Cox regression multivariate analysis showed that pCR in neoadjuvant chemotherapy (NCT), primary tumor size, and axillary lymph node metastasis before neoadjuvant chemotherapy were the important risk factors affecting DFS (Tab. IV). The recurrence risk for patients with pCR decreased 1.12-fold, compared with patients without pCR (5-year DFS: 81.8% vs. 65.7%, p=0.038) (Fig. 1). Stratum analysis indicated that patients with pCR showed more benefit than those without pCR in the HER2 overexpression subgroup (5-year DFS: 86.4% vs. 62.1%, p=0.049) (Fig. 2), but there was no significant benefit in the HER2 lower expression subgroup relative to pCR.
CLINICAL AND PATHOLOGICAL FACTORS AFFECTING DFS (COX MULTIVARIATE ANALYSIS)
95% CI = 95% confidence interval; DFS = disease-free survival; HR = hazard ratio; NCT = neoadjuvant chemotherapy; pCR = pathological complete response.

Comparison of disease-free survival (DFS) between patients with different pathological outcomes (pathological complete response [pCR] vs. no pCR).

Comparison of disease-free survival (DFS) between HER2 overexpressing patients with different pathological outcomes (pathological complete response [pCR] vs. no pCR).
Discussion
Over the past 10 years, a large number of adjuvant therapy studies have confirmed that patients with HER2-positive breast cancer are more sensitive to anthracycline-based chemotherapies, compared with non-anthracycline medications (7-8-9-10-11), and two thirds of surveyed oncologists prefer an anthracycline-based adjuvant therapy, particularly for node-positive cancers (12). A meta-analysis based on these studies (including 6 clinical trials comparing anthracycline with non-anthracycline as adjuvant therapy) showed that anthracycline-based regimens significantly improved DFS and overall survival (OS) in HER2-positive patients, compared with non-anthracycline regimens, with a 29% decrease in recurrence risk (hazard ratio [HR] = 0.71; 95% confidence interval [95% CI], 0.60-0.83) and a 27% decrease in death risk (HR=0.73; 95% CI, 0.62-0.86). However, for HER2-negative patients, there was no significant difference in DFS between the anthracycline-based and the non-anthracycline chemotherapy groups (13). The response of primary tumors to chemotherapy agents can be observed more directly in neoadjuvant chemotherapies, compared with adjuvant chemotherapies, thereby providing better clinical information for determining the role of biomarkers in predicting treatment efficacy. In general, HER2 overexpression is considered to be an indicator of poor prognosis because of decreased disease-free survival and overall survival (14, 15).
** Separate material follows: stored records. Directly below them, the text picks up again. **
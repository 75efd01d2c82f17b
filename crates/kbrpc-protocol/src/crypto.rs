//! `keybase.1.crypto` — signing and unboxing with device keys.
//!
//! Key material is plain fixed-size byte data here; the actual key
//! handling lives in the interface implementation.

use std::sync::Arc;

use async_trait::async_trait;
use kbrpc::client::{call_typed, GenericClient};
use kbrpc::error::RpcError;
use kbrpc::protocol::Protocol;
use serde::{Deserialize, Serialize};

use crate::common::{
    serde_bytes_compat, BoxNonce, BoxPublicKey, Bytes32, Ed25519PublicKey, Ed25519Signature,
    EncryptedBytes32, Kid,
};

#[derive(Debug, Clone, Default, PartialEq, Eq, Serialize, Deserialize)]
pub struct Ed25519SignatureInfo {
    pub sig: Ed25519Signature,
    #[serde(rename = "publicKey")]
    pub public_key: Ed25519PublicKey,
}

#[derive(Debug, Clone, Default, PartialEq, Eq, Serialize, Deserialize)]
pub struct CiphertextBundle {
    pub kid: Kid,
    pub ciphertext: EncryptedBytes32,
    pub nonce: BoxNonce,
    #[serde(rename = "publicKey")]
    pub public_key: BoxPublicKey,
}

#[derive(Debug, Clone, Default, PartialEq, Eq, Serialize, Deserialize)]
pub struct UnboxAnyRes {
    pub kid: Kid,
    pub plaintext: Bytes32,
    pub index: i32,
}

#[derive(Debug, Clone, Default, PartialEq, Serialize, Deserialize)]
pub struct SignEd25519Arg {
    #[serde(rename = "sessionID")]
    pub session_id: i32,
    #[serde(with = "serde_bytes_compat")]
    pub msg: Vec<u8>,
    pub reason: String,
}

#[derive(Debug, Clone, Default, PartialEq, Serialize, Deserialize)]
pub struct SignToStringArg {
    #[serde(rename = "sessionID")]
    pub session_id: i32,
    #[serde(with = "serde_bytes_compat")]
    pub msg: Vec<u8>,
    pub reason: String,
}

#[derive(Debug, Clone, Default, PartialEq, Eq, Serialize, Deserialize)]
pub struct UnboxBytes32Arg {
    #[serde(rename = "sessionID")]
    pub session_id: i32,
    #[serde(rename = "encryptedBytes32")]
    pub encrypted_bytes32: EncryptedBytes32,
    pub nonce: BoxNonce,
    #[serde(rename = "peersPublicKey")]
    pub peers_public_key: BoxPublicKey,
    pub reason: String,
}

#[derive(Debug, Clone, Default, PartialEq, Eq, Serialize, Deserialize)]
pub struct UnboxBytes32AnyArg {
    #[serde(rename = "sessionID")]
    pub session_id: i32,
    pub bundles: Vec<CiphertextBundle>,
    pub reason: String,
    #[serde(rename = "promptPaper")]
    pub prompt_paper: bool,
}

/// Server-side handlers for the crypto service.
#[async_trait]
pub trait CryptoInterface: Send + Sync {
    /// Sign a message with the device Ed25519 key, prompting with `reason`.
    async fn sign_ed25519(&self, arg: SignEd25519Arg) -> Result<Ed25519SignatureInfo, RpcError>;
    /// Sign and return a compact armored string.
    async fn sign_to_string(&self, arg: SignToStringArg) -> Result<String, RpcError>;
    /// Unbox a 32-byte secret with the device encryption key.
    async fn unbox_bytes32(&self, arg: UnboxBytes32Arg) -> Result<Bytes32, RpcError>;
    /// Try each bundle against the keys available on this device.
    async fn unbox_bytes32_any(&self, arg: UnboxBytes32AnyArg) -> Result<UnboxAnyRes, RpcError>;
}

/// Builds the crypto dispatch table over an interface implementation.
pub fn crypto_protocol(i: Arc<dyn CryptoInterface>) -> Protocol {
    Protocol::new("keybase.1.crypto")
        .method("signED25519", dispatch!(i, sign_ed25519: SignEd25519Arg))
        .method("signToString", dispatch!(i, sign_to_string: SignToStringArg))
        .method("unboxBytes32", dispatch!(i, unbox_bytes32: UnboxBytes32Arg))
        .method(
            "unboxBytes32Any",
            dispatch!(i, unbox_bytes32_any: UnboxBytes32AnyArg),
        )
}

/// Client stub for the crypto service.
pub struct CryptoClient<C> {
    pub cli: C,
}

impl<C: GenericClient> CryptoClient<C> {
    pub async fn sign_ed25519(
        &self,
        arg: SignEd25519Arg,
    ) -> Result<Ed25519SignatureInfo, RpcError> {
        call_typed(&self.cli, "keybase.1.crypto.signED25519", &(arg,)).await
    }

    pub async fn sign_to_string(&self, arg: SignToStringArg) -> Result<String, RpcError> {
        call_typed(&self.cli, "keybase.1.crypto.signToString", &(arg,)).await
    }

    pub async fn unbox_bytes32(&self, arg: UnboxBytes32Arg) -> Result<Bytes32, RpcError> {
        call_typed(&self.cli, "keybase.1.crypto.unboxBytes32", &(arg,)).await
    }

    pub async fn unbox_bytes32_any(
        &self,
        arg: UnboxBytes32AnyArg,
    ) -> Result<UnboxAnyRes, RpcError> {
        call_typed(&self.cli, "keybase.1.crypto.unboxBytes32Any", &(arg,)).await
    }
}

#[cfg(test)]
mod tests {
    use super::*;

    #[test]
    fn signature_info_round_trips() {
        let info = Ed25519SignatureInfo {
            sig: Ed25519Signature([9u8; 64]),
            public_key: Ed25519PublicKey([4u8; 32]),
        };
        let v = rmpv::ext::to_value(&info).unwrap();
        let back: Ed25519SignatureInfo = rmpv::ext::from_value(v).unwrap();
        assert_eq!(back, info);
    }

    #[test]
    fn unbox_arg_tags_are_exact() {
        let v = rmpv::ext::to_value(UnboxBytes32Arg::default()).unwrap();
        let keys: Vec<_> = v
            .as_map()
            .unwrap()
            .iter()
            .map(|(k, _)| k.as_str().unwrap().to_owned())
            .collect();
        assert_eq!(
            keys,
            vec![
                "sessionID",
                "encryptedBytes32",
                "nonce",
                "peersPublicKey",
                "reason"
            ]
        );
    }

    #[test]
    fn bundle_clone_is_independent() {
        let original = UnboxBytes32AnyArg {
            bundles: vec![CiphertextBundle::default()],
            ..UnboxBytes32AnyArg::default()
        };
        let mut copy = original.clone();
        copy.bundles[0].kid = "kid_changed".into();
        copy.bundles.push(CiphertextBundle::default());
        assert_eq!(original.bundles.len(), 1);
        assert_eq!(original.bundles[0].kid, Kid::default());
    }

    #[test]
    fn truncated_key_material_is_rejected() {
        // A 47-byte ciphertext must not decode as EncryptedBytes32.
        let mut arg = rmpv::ext::to_value(UnboxBytes32Arg::default()).unwrap();
        if let rmpv::Value::Map(entries) = &mut arg {
            entries[1].1 = rmpv::Value::Binary(vec![0u8; 47]);
        }
        let err = rmpv::ext::from_value::<UnboxBytes32Arg>(arg).unwrap_err();
        assert!(err.to_string().contains("expected 48 bytes, got 47"));
    }
}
On the other hand, the effectiveness of anthracycline-based neoadjuvant therapies has previously been reported to be higher for HER2-overexpressing tumors (16). Our study revealed that patients with HER2 overexpression were more sensitive to neoadjuvant chemotherapies, compared with low HER2 expressing patients (27.5 vs. 9.6% pCR rates, respectively; p<0.001), which we observed in both the CE (IDD) and TE groups. This also underlines recent findings, in which HER2 overexpression is described as an advantage for neoadjuvant chemotherapy efficacy (17, 18). Taken together, our data show that HER2 overexpression in primary breast cancer tumors is a positive correlating factor for the efficacy of neoadjuvant anthracycline-based chemotherapy regimes, and even for HER2-overexpressing patients, pCR is a suitable prognostic factor.